> [TASK TO COMPLETE]: Whenever the word "Some" shows up in a line of the data, copy that line.
[DATA UNDER STUDY — start]
//! # Weather Signal Provider
//! Supplies a 0–100 weather-severity boost for a coordinate, from the
//! OpenWeather current-conditions API behind a grid-cell cache.
//!
//! This provider never raises to its caller. Every failure path — missing
//! credential, timeout, non-2xx, malformed payload — degrades to a stale
//! cached value or the neutral default. A transient weather outage must
//! never block or corrupt the demand score.

use std::{sync::Arc, time::Duration};

use anyhow::{Context, Result};
use async_trait::async_trait;
use metrics::counter;
use serde::{Deserialize, Serialize};
use tracing::{debug, warn};

use crate::cache::WeatherCache;
use crate::config::WeatherConfig;
use crate::metrics::{
    WEATHER_CACHE_FRESH_HITS, WEATHER_CACHE_STALE_HITS, WEATHER_FETCHES, WEATHER_FETCH_FAILURES,
};
use crate::score::NEUTRAL_WEATHER_BOOST;

/// Severity boost plus a human-readable condition summary.
#[derive(Debug, Clone, PartialEq, Eq, Serialize, Deserialize)]
#[serde(rename_all = "camelCase")]
pub struct WeatherSnapshot {
    /// 0–100; higher means demand-driving weather.
    pub score: u8,
    pub description: String,
}

impl WeatherSnapshot {
    /// The neutral default returned whenever no signal can be obtained.
    pub fn unavailable() -> Self {
        Self {
            score: NEUTRAL_WEATHER_BOOST,
            description: "Weather unavailable".to_string(),
        }
    }
}

/// Raw upstream observation, before severity mapping.
#[derive(Debug, Clone, PartialEq)]
pub struct WeatherObservation {
    /// OpenWeather condition code (2xx thunderstorm .. 8xx clear/clouds).
    pub condition_code: u32,
    pub temp_f: f64,
    pub description: String,
}

/// Low-level fetcher: does a *real* remote call. Separated so the provider's
/// cache/fallback policy is testable against mocks.
#[async_trait]
pub trait WeatherFetcher: Send + Sync {
    async fn fetch(&self, lat: f64, lng: f64) -> Result<WeatherObservation>;
    /// Fetcher name for diagnostics.
    fn name(&self) -> &'static str;
}

/// Severity from condition code and temperature. Bands are mutually
/// exclusive, worst condition first; clear/clouds is the 20 baseline.
pub fn severity_score(observation: &WeatherObservation) -> u8 {
    let mut score: u8 = match observation.condition_code {
        600..=699 => 70, // snow
        200..=299 => 60, // thunderstorm
        500..=599 => 50, // rain
        300..=399 => 35, // drizzle
        700..=799 => 25, // fog/mist/atmosphere
        _ => 20,         // clear/clouds baseline
    };
    if observation.temp_f < 32.0 || observation.temp_f > 95.0 {
        score = score.saturating_add(20);
    }
    score.min(100)
}

/// OpenWeather fetcher. Imperial units so the extremity thresholds read in °F.
pub struct OpenWeatherFetcher {
    http: reqwest::Client,
    api_key: String,
    base_url: String,
}

impl OpenWeatherFetcher {
    pub fn new(api_key: String, config: &WeatherConfig) -> Self {
        let http = reqwest::Client::builder()
            .user_agent("zone-demand-scorer/0.1")
            .connect_timeout(Duration::from_secs(2))
            .timeout(config.fetch_timeout)
            .build()
            .expect("reqwest client");
        Self {
            http,
            api_key,
            base_url: config.base_url.clone(),
        }
    }
}

#[async_trait]
impl WeatherFetcher for OpenWeatherFetcher {
    async fn fetch(&self, lat: f64, lng: f64) -> Result<WeatherObservation> {
        #[derive(Deserialize)]
        struct Resp {
            weather: Vec<Condition>,
            main: MainPart,
        }
        #[derive(Deserialize)]
        struct Condition {
            id: u32,
            description: String,
        }
        #[derive(Deserialize)]
        struct MainPart {
            temp: f64,
        }

        let url = format!("{}/weather", self.base_url);
        let resp: Resp = self
            .http
            .get(&url)
            .query(&[
                ("lat", lat.to_string()),
                ("lon", lng.to_string()),
                ("units", "imperial".to_string()),
                ("appid", self.api_key.clone()),
            ])
            .send()
            .await
            .context("weather request failed")?
            .error_for_status()
            .context("weather API returned an error status")?
            .json()
            .await
            .context("malformed weather payload")?;

        let condition = resp
            .weather
            .first()
            .context("weather payload has no conditions")?;
        Ok(WeatherObservation {
            condition_code: condition.id,
            temp_f: resp.main.temp,
            description: condition.description.clone(),
        })
    }

    fn name(&self) -> &'static str {
        "openweather"
    }
}

/// Caching, degrading wrapper around a [`WeatherFetcher`].
///
/// One instance per process; share it by reference or clone the `Arc` it
/// holds internally. Concurrent misses on one cell are not deduplicated —
/// both callers fetch and the last write wins, which is harmless because the
/// value is idempotent.
pub struct WeatherProvider {
    fetcher: Option<Arc<dyn WeatherFetcher>>,
    cache: WeatherCache,
    fetch_timeout: Duration,
}

impl WeatherProvider {
    /// Build from config: a present API key enables the OpenWeather fetcher,
    /// a missing one yields a disabled provider.
    pub fn from_config(config: &WeatherConfig) -> Self {
        match &config.api_key {
            Some(key) => Self::with_fetcher(
                Arc::new(OpenWeatherFetcher::new(key.clone(), config)),
                config,
            ),
            None => {
                debug!("no weather API key configured, provider disabled");
                Self::disabled(config)
            }
        }
    }

    pub fn from_env() -> Self {
        Self::from_config(&WeatherConfig::from_env())
    }

    /// Provider with a custom fetcher (tests, alternative upstreams).
    pub fn with_fetcher(fetcher: Arc<dyn WeatherFetcher>, config: &WeatherConfig) -> Self {
        Self {
            fetcher: Some(fetcher),
            cache: WeatherCache::new(config.cache_ttl),
            fetch_timeout: config.fetch_timeout,
        }
    }

    /// Provider that never fetches; every lookup is the neutral default.
    pub fn disabled(config: &WeatherConfig) -> Self {
        Self {
            fetcher: None,
            cache: WeatherCache::new(config.cache_ttl),
            fetch_timeout: config.fetch_timeout,
        }
    }

    /// Cache access for tests that need to pre-age entries.
    #[cfg(test)]
    pub(crate) fn cache(&self) -> &WeatherCache {
        &self.cache
    }

    /// Weather severity for a coordinate. At most one upstream attempt, hard
    /// timeout, never an error: fresh cache → fetch → stale cache → neutral.
    pub async fn score_at(&self, lat: f64, lng: f64) -> WeatherSnapshot {
        if let Some(hit) = self.cache.fresh(lat, lng) {
            counter!(WEATHER_CACHE_FRESH_HITS).increment(1);
            return hit;
        }

        let Some(fetcher) = &self.fetcher else {
            return WeatherSnapshot::unavailable();
        };

        counter!(WEATHER_FETCHES).increment(1);
        match tokio::time::timeout(self.fetch_timeout, fetcher.fetch(lat, lng)).await {
            Ok(Ok(observation)) => {
                let snapshot = WeatherSnapshot {
                    score: severity_score(&observation),
                    description: observation.description,
                };
                self.cache.record(lat, lng, snapshot.clone(), None);
                snapshot
            }
            Ok(Err(err)) => {
                warn!(fetcher = fetcher.name(), error = %err, "weather fetch failed");
                self.degraded(lat, lng)
            }
            Err(_) => {
                warn!(fetcher = fetcher.name(), "weather fetch timed out");
                self.degraded(lat, lng)
            }
        }
    }

    fn degraded(&self, lat: f64, lng: f64) -> WeatherSnapshot {
        counter!(WEATHER_FETCH_FAILURES).increment(1);
        match self.cache.stale(lat, lng) {
            Some(old) => {
                counter!(WEATHER_CACHE_STALE_HITS).increment(1);
                old
            }
            None => WeatherSnapshot::unavailable(),
        }
    }
}

#[cfg(test)]
mod tests {
    use super::*;

    #[test]
    fn severity_bands() {
        let obs = |code, temp| WeatherObservation {
            condition_code: code,
            temp_f: temp,
            description: String::new(),
        };
        assert_eq!(severity_score(&obs(600, 50.0)), 70); // snow
        assert_eq!(severity_score(&obs(211, 50.0)), 60); // thunderstorm
        assert_eq!(severity_score(&obs(501, 50.0)), 50); // rain
        assert_eq!(severity_score(&obs(301, 50.0)), 35); // drizzle
        assert_eq!(severity_score(&obs(741, 50.0)), 25); // fog
        assert_eq!(severity_score(&obs(800, 50.0)), 20); // clear
        assert_eq!(severity_score(&obs(803, 50.0)), 20); // clouds
    }

    #[test]
    fn temperature_extremes_add_twenty() {
        let obs = |code, temp| WeatherObservation {
            condition_code: code,
            temp_f: temp,
            description: String::new(),
        };
        assert_eq!(severity_score(&obs(800, 20.0)), 40); // freezing, clear
        assert_eq!(severity_score(&obs(800, 100.0)), 40); // scorching, clear
        assert_eq!(severity_score(&obs(600, 10.0)), 90); // snow + freezing
        // Boundary values are not extreme.
        assert_eq!(severity_score(&obs(800, 32.0)), 20);
        assert_eq!(severity_score(&obs(800, 95.0)), 20);
    }

    #[test]
    fn severity_never_exceeds_100() {
        for code in [200u32, 300, 500, 600, 700, 800] {
            for temp in [-20.0, 50.0, 120.0] {
                let s = severity_score(&WeatherObservation {
                    condition_code: code,
                    temp_f: temp,
                    description: String::new(),
                });
                assert!(s <= 100);
            }
        }
    }

    #[test]
    fn unavailable_snapshot_is_the_neutral_default() {
        let snap = WeatherSnapshot::unavailable();
        assert_eq!(snap.score, 20);
        assert_eq!(snap.description, "Weather unavailable");
    }

    // ---- provider policy, with a scripted fetcher ----

    use std::sync::atomic::{AtomicUsize, Ordering};

    struct ScriptedFetcher {
        result: Result<WeatherObservation, ()>,
        calls: AtomicUsize,
    }

    impl ScriptedFetcher {
        fn ok(observation: WeatherObservation) -> Self {
            Self {
                result: Ok(observation),
                calls: AtomicUsize::new(0),
            }
        }

        fn failing() -> Self {
            Self {
                result: Err(()),
                calls: AtomicUsize::new(0),
            }
        }
    }

    #[async_trait]
    impl WeatherFetcher for ScriptedFetcher {
        async fn fetch(&self, _lat: f64, _lng: f64) -> Result<WeatherObservation> {
            self.calls.fetch_add(1, Ordering::SeqCst);
            match &self.result {
                Ok(obs) => Ok(obs.clone()),
                Err(()) => Err(anyhow::anyhow!("upstream down")),
            }
        }

        fn name(&self) -> &'static str {
            "scripted"
        }
    }

    fn rainy() -> WeatherObservation {
        WeatherObservation {
            condition_code: 501,
            temp_f: 50.0,
            description: "moderate rain".to_string(),
        }
    }

    fn now_unix() -> u64 {
        use std::time::{SystemTime, UNIX_EPOCH};
        SystemTime::now()
            .duration_since(UNIX_EPOCH)
            .unwrap_or_default()
            .as_secs()
    }

    #[tokio::test]
    async fn success_is_cached_and_reused() {
        let fetcher = Arc::new(ScriptedFetcher::ok(rainy()));
        let provider =
            WeatherProvider::with_fetcher(fetcher.clone(), &WeatherConfig::default());

        let first = provider.score_at(41.88, -87.63).await;
        assert_eq!(first.score, 50);
        assert_eq!(first.description, "moderate rain");

        let second = provider.score_at(41.88, -87.63).await;
        assert_eq!(second, first);
        assert_eq!(fetcher.calls.load(Ordering::SeqCst), 1, "second call must hit cache");
    }

    #[tokio::test]
    async fn failure_without_cache_degrades_to_neutral() {
        let provider = WeatherProvider::with_fetcher(
            Arc::new(ScriptedFetcher::failing()),
            &WeatherConfig::default(),
        );
        let snap = provider.score_at(41.88, -87.63).await;
        assert_eq!(snap, WeatherSnapshot::unavailable());
    }

    #[tokio::test]
    async fn failure_with_expired_entry_serves_stale() {
        let provider = WeatherProvider::with_fetcher(
            Arc::new(ScriptedFetcher::failing()),
            &WeatherConfig::default(),
        );
        let stale = WeatherSnapshot {
            score: 70,
            description: "snow".to_string(),
        };
        // 20 minutes old: past the 15-minute TTL, inside the 4x window.
        provider
            .cache()
            .record(41.88, -87.63, stale.clone(), Some(now_unix() - 20 * 60));

        let snap = provider.score_at(41.88, -87.63).await;
        assert_eq!(snap, stale);
    }

    #[tokio::test]
    async fn failure_with_ancient_entry_degrades_to_neutral() {
        let provider = WeatherProvider::with_fetcher(
            Arc::new(ScriptedFetcher::failing()),
            &WeatherConfig::default(),
        );
        provider.cache().record(
            41.88,
            -87.63,
            WeatherSnapshot {
                score: 70,
                description: "snow".to_string(),
            },
            Some(now_unix() - 2 * 3600),
        );

        let snap = provider.score_at(41.88, -87.63).await;
        assert_eq!(snap, WeatherSnapshot::unavailable());
    }

    #[tokio::test]
    async fn slow_fetch_is_cut_off_by_the_timeout() {
        struct SlowFetcher;

        #[async_trait]
        impl WeatherFetcher for SlowFetcher {
            async fn fetch(&self, _lat: f64, _lng: f64) -> Result<WeatherObservation> {
                tokio::time::sleep(Duration::from_secs(60)).await;
                Ok(WeatherObservation {
                    condition_code: 800,
                    temp_f: 70.0,
                    description: "clear sky".to_string(),
                })
            }

            fn name(&self) -> &'static str {
                "slow"
            }
        }

        let config = WeatherConfig {
            fetch_timeout: Duration::from_millis(50),
            ..WeatherConfig::default()
        };
        let provider = WeatherProvider::with_fetcher(Arc::new(SlowFetcher), &config);
        let snap = provider.score_at(41.88, -87.63).await;
        assert_eq!(snap, WeatherSnapshot::unavailable());
    }

    #[tokio::test]
    async fn disabled_provider_never_fetches() {
        let provider = WeatherProvider::disabled(&WeatherConfig::default());
        assert_eq!(
            provider.score_at(41.88, -87.63).await,
            WeatherSnapshot::unavailable()
        );
    }
}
[DATA UNDER STUDY — finish]
> [EXERCISE OUTPUT]:
            Some(key) => Self::with_fetcher(
            fetcher: Some(fetcher),
        if let Some(hit) = self.cache.fresh(lat, lng) {
        let Some(fetcher) = &self.fetcher else {
            Some(old) => {
            .record(41.88, -87.63, stale.clone(), Some(now_unix() - 20 * 60));
            Some(now_unix() - 2 * 3600),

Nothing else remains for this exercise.